La vida se cuenta a partir del repertorio disponible de figuras a mano, consultorio de la expresión y las emociones. Vidas muy diferentes se adecuan al estilo, y James Joyce termina pareciéndose a Swift (autor al que vía Beckett vía Cioran no admiraba) por la mera publicación de un epistolario. Según C. E. Feiling, Gore Vidal y Raymond Aron compartían conclusiones éticas y comportamientos sintácticos, aunque escribieran en idiomas distintos. Algo que en aras de una lectura técnica quiere decir: las lealtades.
En los años en que las memorias de Tennessee Williams fueron publicadas por primera vez, a fines de los setenta, parecían no parecerse a nada. Sin embargo, parecen parecerse mucho a las que el informe Kinsey despabiló, vigilia dispuesta a deponer el “yo” de los pudores a la veracidad hiperbólica. Tennessee Williams no incurre en ella. Viola el principio de lirismo autobiográfico precedente: de Anaïs Nin a Dorothy Parker, de Henry Miller a Frederick Prokosch, pero no por eso consagra el ímpetu de los alardes a la actividad sexual.

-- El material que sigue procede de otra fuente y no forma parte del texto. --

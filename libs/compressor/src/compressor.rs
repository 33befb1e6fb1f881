use crate::config::{CompressorConfig, ShrinkConfig};
use crate::error::CompressorError;
use crate::fs::write_atomic;
use crate::pdf::{CompressionLevel, ILovePdfService, PdfCredentials, PdfService};
use crate::shrink::{ShrinkClient, ShrinkSource};
use bytes::Bytes;
use compressor_http::{CompressionCounter, Transport};
use std::fmt;
use std::path::{Path, PathBuf};
use std::str::FromStr;
use std::sync::Arc;

/// Where the image to compress comes from
#[derive(Debug, Clone, Copy, Default, PartialEq, Eq)]
pub enum CompressionMode {
    /// A local file, compressed in place unless a destination is given
    #[default]
    File,
    /// A remote URL fetched by the service; a destination is required
    Url,
}

impl FromStr for CompressionMode {
    type Err = CompressorError;

    fn from_str(s: &str) -> Result<Self, Self::Err> {
        match s {
            "file" => Ok(Self::File),
            "url" => Ok(Self::Url),
            other => Err(CompressorError::ModeNotSupported(other.to_owned())),
        }
    }
}

impl fmt::Display for CompressionMode {
    fn fmt(&self, f: &mut fmt::Formatter<'_>) -> fmt::Result {
        f.write_str(match self {
            Self::File => "file",
            Self::Url => "url",
        })
    }
}

/// Entry point for image and PDF compression.
///
/// Cheap to share: every image compression runs on its own [`ShrinkClient`]
/// over a common transport, so concurrent calls never see each other's
/// pending results.
#[derive(Clone)]
pub struct Compressor {
    transport: Transport,
    shrink: ShrinkConfig,
    pdf: Option<Arc<dyn PdfService>>,
}

impl Compressor {
    #[must_use]
    pub fn new(transport: Transport, shrink: ShrinkConfig) -> Self {
        Self {
            transport,
            shrink,
            pdf: None,
        }
    }

    /// Build a compressor, its transport and (if credentials are present) the
    /// ILovePDF service from configuration.
    ///
    /// # Errors
    /// Returns [`CompressorError::Http`] if the transport cannot be built.
    pub fn from_config(
        config: &CompressorConfig,
        counter: CompressionCounter,
    ) -> Result<Self, CompressorError> {
        let transport = config.transport.build_transport(counter)?;
        let mut compressor = Self::new(transport.clone(), config.tinypng.clone());
        if let Some(credentials) = PdfCredentials::parse(config.ilovepdf.credentials.expose()) {
            compressor = compressor.with_pdf_service(Arc::new(ILovePdfService::new(
                transport,
                &config.ilovepdf.api_endpoint,
                credentials,
            )));
        } else {
            tracing::debug!("PDF credentials not configured");
        }
        Ok(compressor)
    }

    #[must_use]
    pub fn with_pdf_service(mut self, service: Arc<dyn PdfService>) -> Self {
        self.pdf = Some(service);
        self
    }

    /// Last `compression-count` reported by the image service
    #[must_use]
    pub fn compression_count(&self) -> u64 {
        self.transport.counter().get()
    }

    #[must_use]
    pub fn counter(&self) -> &CompressionCounter {
        self.transport.counter()
    }

    /// A fresh client for the image service
    #[must_use]
    pub fn shrink_client(&self) -> ShrinkClient {
        ShrinkClient::new(self.transport.clone(), self.shrink.clone())
    }

    /// Compress an image and write the result.
    ///
    /// In [`CompressionMode::File`] `file` is a local path and the result
    /// overwrites it unless `new_file` is given. In [`CompressionMode::Url`]
    /// `file` is a URL and `new_file` is mandatory. Returns the destination.
    ///
    /// # Errors
    /// - [`CompressorError::FileNotFound`] if the local file does not exist
    /// - [`CompressorError::EmptyNewFile`] for URL mode without a destination
    /// - anything [`ShrinkClient::compress`] or [`ShrinkClient::to_file`] fails with
    #[tracing::instrument(skip(self, new_file, mode), fields(mode = %mode))]
    pub async fn compress_image(
        &self,
        file: &str,
        new_file: Option<&Path>,
        mode: CompressionMode,
    ) -> Result<PathBuf, CompressorError> {
        let (source, destination) = match mode {
            CompressionMode::File => {
                let path = Path::new(file);
                let data = read_existing(path).await?;
                let destination = new_file.unwrap_or(path).to_path_buf();
                (ShrinkSource::Bytes(data), destination)
            }
            CompressionMode::Url => {
                let destination = new_file.ok_or(CompressorError::EmptyNewFile)?;
                (ShrinkSource::Url(file.to_owned()), destination.to_path_buf())
            }
        };

        let mut client = self.shrink_client();
        let written = client.compress(source).await?.to_file(&destination).await?;
        tracing::info!(
            destination = %destination.display(),
            bytes = written,
            count = self.compression_count(),
            "image compressed"
        );
        Ok(destination)
    }

    /// Compress a PDF in place.
    ///
    /// `level` is one of `low`, `recommended` or `extreme`; anything else
    /// means `recommended`.
    ///
    /// # Errors
    /// - [`CompressorError::EmptyKey`] if no PDF service is configured
    /// - [`CompressorError::FileNotFound`] if `file` does not exist
    /// - anything the [`PdfService`] fails with, or [`CompressorError::Io`]
    #[tracing::instrument(skip(self, file), fields(file = %file.display()))]
    pub async fn compress_pdf(&self, file: &Path, level: &str) -> Result<PathBuf, CompressorError> {
        let service = self
            .pdf
            .as_ref()
            .ok_or(CompressorError::EmptyKey { service: "ILovePDF" })?;
        let data = read_existing(file).await?;
        let level = CompressionLevel::parse_lenient(level);
        let name = file
            .file_name()
            .map_or_else(|| "document.pdf".to_owned(), |n| n.to_string_lossy().into_owned());

        let compressed = service.compress(&name, data, level).await?;
        let written = write_atomic(file, compressed).await?;
        tracing::info!(bytes = written, %level, "pdf compressed");
        Ok(file.to_path_buf())
    }
}

async fn read_existing(path: &Path) -> Result<Bytes, CompressorError> {
    match tokio::fs::read(path).await {
        Ok(data) => Ok(Bytes::from(data)),
        Err(e) if e.kind() == std::io::ErrorKind::NotFound => {
            Err(CompressorError::FileNotFound(path.to_path_buf()))
        }
        Err(e) => Err(e.into()),
    }
}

Podemos aprender, vía Tennessee Williams, que un marine entrenado para invadir territorios ajenos puede emitir la quejumbre de su “pequeña muerte” hasta siete veces seguidas, pero no averiguar los detalles circunstanciales ni las condiciones políticas que desataron la invasión.
En el dejo indiferente y afanoso con que el memorialista cuenta el pasado no deja de advertirse que el dramaturgo más importante del siglo veinte sabía ya que su misión carecía de la austeridad y el laconismo exigidos a las obras Verdaderamente Importantes: las declamadas con monótona superioridad metafísica en los escenarios del Gran Hotel Abismo. De Ibsen a Brecht, de Strinderg a Beckett, de Ghelderode a Copi, los arduos demiurgos de estéticas y técnicas ajenas parecen darse el lujo de no inhibirlo. Ni siquiera la variedad de recursos de Lee Strasberg, del taller de al lado, propenso a la tarea de regalarle errores de toda laya. Contra la Historia del Arte, contra la Historia del Teatro (ejecutor de lo efímero en cada una de sus representaciones), Tennessee Williams, el hombre que creció en St. Louis, dueño de una imprudencia local sostenida por la reputación, hace crecer hasta la infancia final que la sucesión atolondrada de anécdotas y episodios, asistida por el vibrato de lo irreconocible, podrá borrar, como un torrente del talento dramático, el acento de un doblaje (en primera persona) de esa materia vital, biográfica, conquistada por la experiencia. La traducción de tal abuso de confianza es igualmente fatídica e inolvidable. Pretende persuadirnos de que los escrúpulos y prejuicios de un idioma pueden ser borrados por otro en el ejercicio de reponerlos a una actualidad dudosa, española. Que esa cátedra corrupta de malentendidos tenga la forma final de un libro es una circunstancia que no podemos repudiar antes de agradecer, como se ha hecho.